Critical t-values appear in two places: hypothesis tests, where the test statistic is compared against the critical value, and confidence intervals, where the critical value scales the standard error into a margin of error. To run the full procedures rather than look up cutoffs, use the t-test calculator or the confidence interval calculator, both of which report the exact critical values and p-values for your data.

Frequently Asked Questions

Why do degrees of freedom matter in the t-table?

Degrees of freedom control the shape of the t-distribution. With few degrees of freedom, the sample standard deviation is an unreliable estimate of the population value, so the distribution has heavy tails and large critical values (6.314 for a one-tail test with df = 1 at alpha = 0.05). As degrees of freedom increase, the estimate stabilizes, the tails thin out, and critical values shrink toward the z values in the bottom row.

How do I choose between the one-tail and two-tail header rows?

Use the one-tail row when your hypothesis has a direction, such as testing whether a mean is greater than a target value. Use the two-tail row when you test for any difference in either direction, or when you build a confidence interval. Both headers point at the same columns: a one-tail alpha of 0.025 and a two-tail alpha of 0.05 give the same critical value, because the two-tail test splits its alpha across both tails.

When should I use the t-table instead of the z-table?

Use the t-table whenever the population standard deviation is unknown and you estimate it from the sample, which covers most real t-tests and confidence intervals for means. Use the z-table when the population standard deviation is genuinely known or the sample is very large. The practical difference fades as samples grow: by df = 120 the two-tail 0.05 critical value is 1.980, already close to the z value of 1.960.

What if my degrees of freedom are not in the table?

The standard conservative rule is to round down to the nearest listed row, so for df = 47 use the df = 40 row (1.684 rather than the exact 1.678 for a one-tail alpha of 0.05). Linear interpolation between the neighboring rows gives a closer approximation when the gap matters. For an exact value at any degrees of freedom, use the critical value calculator on this site instead of interpolating by hand.

Why are t critical values always larger than z critical values?

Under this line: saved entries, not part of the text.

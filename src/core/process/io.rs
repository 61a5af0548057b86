// srcbackup: uncommitted and unpushed work backup
//
// SPDX-FileCopyrightText: 2026 Romeo Ahmed
// SPDX-License-Identifier: GPL-3.0-or-later

//! I/O streaming and output capture for processes.
//!
//! ```text
//! run_child()
//!   stdout/stderr reader tasks (one per piped stream)
//!   wait for exit
//!   join readers
//!   --> ProcessOutput { exit_code, stdout, stderr }
//!
//! read_stream()
//!   BufReader.read_until('\n') --> lossy UTF-8 line
//!   FORWARD_TO_LOG --> debug!   KEEP_IN_STRING --> buffer
//! ```

use tokio::io::{AsyncBufReadExt, AsyncRead, BufReader};
use tokio::process::Child;
use tokio::task::JoinHandle;
use tracing::{debug, warn};

use super::builder::{ProcessBuilder, ProcessOutput, StreamFlags};
use crate::error::{BackupResult, ProcessError};

/// Spawns a reader task for a piped stream if its flags ask for the output.
fn spawn_reader<R>(
    stream: Option<R>,
    flags: StreamFlags,
    process_name: &str,
    stream_name: &'static str,
) -> Option<JoinHandle<String>>
where
    R: AsyncRead + Unpin + Send + 'static,
{
    if !flags.intersects(StreamFlags::FORWARD_TO_LOG | StreamFlags::KEEP_IN_STRING) {
        return None;
    }
    let name = process_name.to_string();
    stream.map(|stream| {
        tokio::spawn(async move { read_stream(stream, flags, &name, stream_name).await })
    })
}

/// Waits for a reader task and returns what it kept.
async fn join_reader(handle: Option<JoinHandle<String>>) -> String {
    match handle {
        Some(handle) => handle.await.unwrap_or_default(),
        None => String::new(),
    }
}

impl ProcessBuilder {
    /// Runs the child process, handling I/O streaming and waiting for completion.
    pub(super) async fn run_child(
        &self,
        name: &str,
        child: &mut Child,
    ) -> BackupResult<ProcessOutput> {
        let stdout_handle = spawn_reader(child.stdout.take(), self.stdout_config(), name, "stdout");
        let stderr_handle = spawn_reader(child.stderr.take(), self.stderr_config(), name, "stderr");

        let exit_status = child
            .wait()
            .await
            .map_err(|e| ProcessError::OutputError {
                command: self.command_line(),
                message: format!("failed waiting for exit: {e}"),
            })?;

        let stdout = join_reader(stdout_handle).await;
        let stderr = join_reader(stderr_handle).await;

        Ok(ProcessOutput::new(
            exit_status.code().unwrap_or(-1),
            stdout,
            stderr,
        ))
    }
}

/// Reads from a stream line by line, forwarding and/or keeping each line.
///
/// Invalid UTF-8 is replaced rather than aborting the read, so the child never
/// blocks on a full pipe.
async fn read_stream<R>(
    reader: R,
    flags: StreamFlags,
    process_name: &str,
    stream_name: &str,
) -> String
where
    R: AsyncRead + Unpin,
{
    let mut reader = BufReader::new(reader);
    let mut kept = String::new();
    let mut buf = Vec::new();

    loop {
        buf.clear();
        match reader.read_until(b'\n', &mut buf).await {
            Ok(0) => break,
            Ok(_) => {
                let line = String::from_utf8_lossy(&buf);
                if flags.contains(StreamFlags::FORWARD_TO_LOG) {
                    let trimmed = line.trim_end_matches(['\r', '\n']);
                    debug!(process = %process_name, stream = %stream_name, "{trimmed}");
                }
                if flags.contains(StreamFlags::KEEP_IN_STRING) {
                    kept.push_str(&line);
                }
            }
            Err(e) => {
                warn!(
                    process = %process_name,
                    stream = %stream_name,
                    error = %e,
                    "error reading stream"
                );
                break;
            }
        }
    }

    kept
}
// srcbackup: uncommitted and unpushed work backup
//
// SPDX-FileCopyrightText: 2026 Romeo Ahmed
// SPDX-License-Identifier: GPL-3.0-or-later

//! Async process spawning and the runner seam.
//!
//! ```text
//! ProcessBuilder::new("hg")
//!   .args() .env_var() .capture_output() .stdout_to_file()
//!       |
//!   CommandRunner::run()
//!       SystemRunner   --> tokio::process::Command, stream stdout/stderr
//!       ScriptedRunner --> canned output, call recording (tests and the
//!                          `testing` feature only)
//!       |
//!   ProcessOutput { exit_code, stdout, stderr }
//! ```

pub mod builder;
mod io;
pub mod runner;
#[cfg(any(test, feature = "testing"))]
pub mod scripted;
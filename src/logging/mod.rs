// srcbackup: uncommitted and unpushed work backup
//
// SPDX-FileCopyrightText: 2026 Romeo Ahmed
// SPDX-License-Identifier: GPL-3.0-or-later

//! Console and file logging for a backup run.
//!
//! ```text
//! [global] output_log_level --+-- with_verbosity(-v) --> console (stderr)
//!          file_log_level   --+----------------------> log_file (append)
//!
//! 0 off  1 error  2 warn  3 info  4 debug  5 trace  6 trace
//! ```
//!
//! Query commands print their results on stdout, so the console layer always
//! writes to stderr. The file layer is optional and never colored.

#[cfg(test)]
mod tests;

use anyhow::Context;
use bon::Builder;
use serde::{Deserialize, Serialize};
use std::fs::File;
use std::path::{Path, PathBuf};
use tracing_appender::non_blocking::WorkerGuard;
use tracing_subscriber::{EnvFilter, Layer, fmt, layer::SubscriberExt, util::SubscriberInitExt};

use crate::error::{ConfigError, Result};

/// Verbosity of one log destination, `0..=6`.
///
/// At INFO a run logs one line per stage: the bundle or diff written, the
/// number of files mirrored, or why a stage had nothing to do. DEBUG adds
/// every hg and rsync command line with the tools' own output. TRACE adds
/// process spawn and exit. Level 6 is accepted for old configuration files
/// and behaves like TRACE.
#[derive(Debug, Clone, Copy, PartialEq, Eq, PartialOrd, Ord, Serialize, Deserialize)]
#[serde(try_from = "u8", into = "u8")]
pub struct LogLevel(u8);

impl Default for LogLevel {
    fn default() -> Self {
        Self::INFO
    }
}

impl LogLevel {
    pub const SILENT: Self = Self(0);
    pub const ERROR: Self = Self(1);
    pub const WARN: Self = Self(2);
    pub const INFO: Self = Self(3);
    pub const DEBUG: Self = Self(4);
    pub const TRACE: Self = Self(5);
    const MAX: u8 = 6;

    /// # Errors
    ///
    /// Returns `ConfigError::InvalidValue` for anything above 6.
    pub fn new(level: u8) -> std::result::Result<Self, ConfigError> {
        Self::from_u8(level).ok_or_else(|| ConfigError::InvalidValue {
            section: "global".to_string(),
            key: "output_log_level".to_string(),
            message: format!("log level must be 0-{}, got {level}", Self::MAX),
        })
    }

    #[must_use]
    pub const fn from_u8(level: u8) -> Option<Self> {
        if level <= Self::MAX { Some(Self(level)) } else { None }
    }

    #[must_use]
    pub const fn as_u8(&self) -> u8 {
        self.0
    }

    /// Raises the level to DEBUG for `--verbose`, so the hg and rsync
    /// command lines show up next to their verbose output.
    ///
    /// A more detailed level is kept.
    #[must_use]
    pub fn with_verbosity(self, verbose: bool) -> Self {
        if verbose { self.max(Self::DEBUG) } else { self }
    }

    /// `EnvFilter` directive for this level.
    #[must_use]
    pub const fn to_filter_string(self) -> &'static str {
        match self.0 {
            0 => "off",
            1 => "error",
            2 => "warn",
            3 => "info",
            4 => "debug",
            _ => "trace",
        }
    }
}

impl TryFrom<u8> for LogLevel {
    type Error = ConfigError;

    fn try_from(value: u8) -> std::result::Result<Self, Self::Error> {
        Self::new(value)
    }
}

impl From<LogLevel> for u8 {
    fn from(level: LogLevel) -> Self {
        level.0
    }
}

/// Where log lines go and how detailed they are.
#[derive(Debug, Clone, Builder)]
pub struct LogConfig {
    #[builder(setters(name = with_console_level), default = LogLevel::INFO)]
    console_level: LogLevel,
    #[builder(setters(name = with_file_level), default = LogLevel::TRACE)]
    file_level: LogLevel,
    #[builder(setters(name = with_log_file))]
    log_file: Option<PathBuf>,
}

impl Default for LogConfig {
    fn default() -> Self {
        Self::builder().build()
    }
}

impl LogConfig {
    #[must_use]
    pub const fn console_level(&self) -> LogLevel {
        self.console_level
    }

    #[must_use]
    pub const fn file_level(&self) -> LogLevel {
        self.file_level
    }

    #[must_use]
    pub fn log_file(&self) -> Option<&Path> {
        self.log_file.as_deref()
    }
}

/// Keeps the file writer alive; pending lines are flushed on drop.
pub struct LogGuard {
    _file_guard: Option<WorkerGuard>,
}

/// Installs the global subscriber for this process.
///
/// The log file is opened in append mode so that consecutive scheduled runs
/// share one history. Its parent directory is created if needed.
///
/// # Errors
///
/// Returns an error if the log directory or file cannot be created.
///
/// # Example
///
/// ```no_run
/// use srcbackup::logging::{LogConfig, LogLevel, init_logging};
///
/// let config = LogConfig::builder()
///     .with_console_level(LogLevel::WARN)
///     .with_log_file("/var/log/srcbackup.log".into())
///     .build();
///
/// let _guard = init_logging(&config)?;
/// tracing::info!("only in the file");
/// # Ok::<(), anyhow::Error>(())
/// ```
pub fn init_logging(config: &LogConfig) -> Result<LogGuard> {
    let console_layer = fmt::layer()
        .with_writer(std::io::stderr)
        .with_target(false)
        .with_filter(EnvFilter::new(config.console_level().to_filter_string()));

    let (file_layer, file_guard) = match config.log_file() {
        Some(path) => {
            let (writer, guard) = tracing_appender::non_blocking(open_log_file(path)?);
            let layer = fmt::layer()
                .with_writer(writer)
                .with_ansi(false)
                .with_filter(EnvFilter::new(config.file_level().to_filter_string()));
            (Some(layer), Some(guard))
        }
        None => (None, None),
    };

    tracing_subscriber::registry()
        .with(console_layer)
        .with(file_layer)
        .init();

    Ok(LogGuard {
        _file_guard: file_guard,
    })
}

fn open_log_file(path: &Path) -> Result<File> {
    if let Some(parent) = path.parent()
        && !parent.as_os_str().is_empty()
    {
        std::fs::create_dir_all(parent)
            .with_context(|| format!("failed to create log directory {}", parent.display()))?;
    }
    std::fs::OpenOptions::new()
        .create(true)
        .append(true)
        .open(path)
        .with_context(|| format!("failed to open log file {}", path.display()))
}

Estimating the population standard deviation from a sample adds uncertainty on top of the sampling variation in the mean. The t-distribution accounts for that extra uncertainty with heavier tails, so you must go further from zero to enclose the same probability. The penalty is largest for tiny samples (12.706 versus 1.960 for two-tail 0.05 at df = 1) and becomes negligible past a few hundred degrees of freedom.

Can I still use the t-table for large samples?

Yes. The t-distribution is always the exact reference when the standard deviation is estimated, no matter the sample size, so using it for large samples is never wrong. The table simply stops distinguishing t from z at some point: beyond df = 120 the values change so little that the infinity row, which sits within 0.005 of the z critical values, is accurate for practical purposes.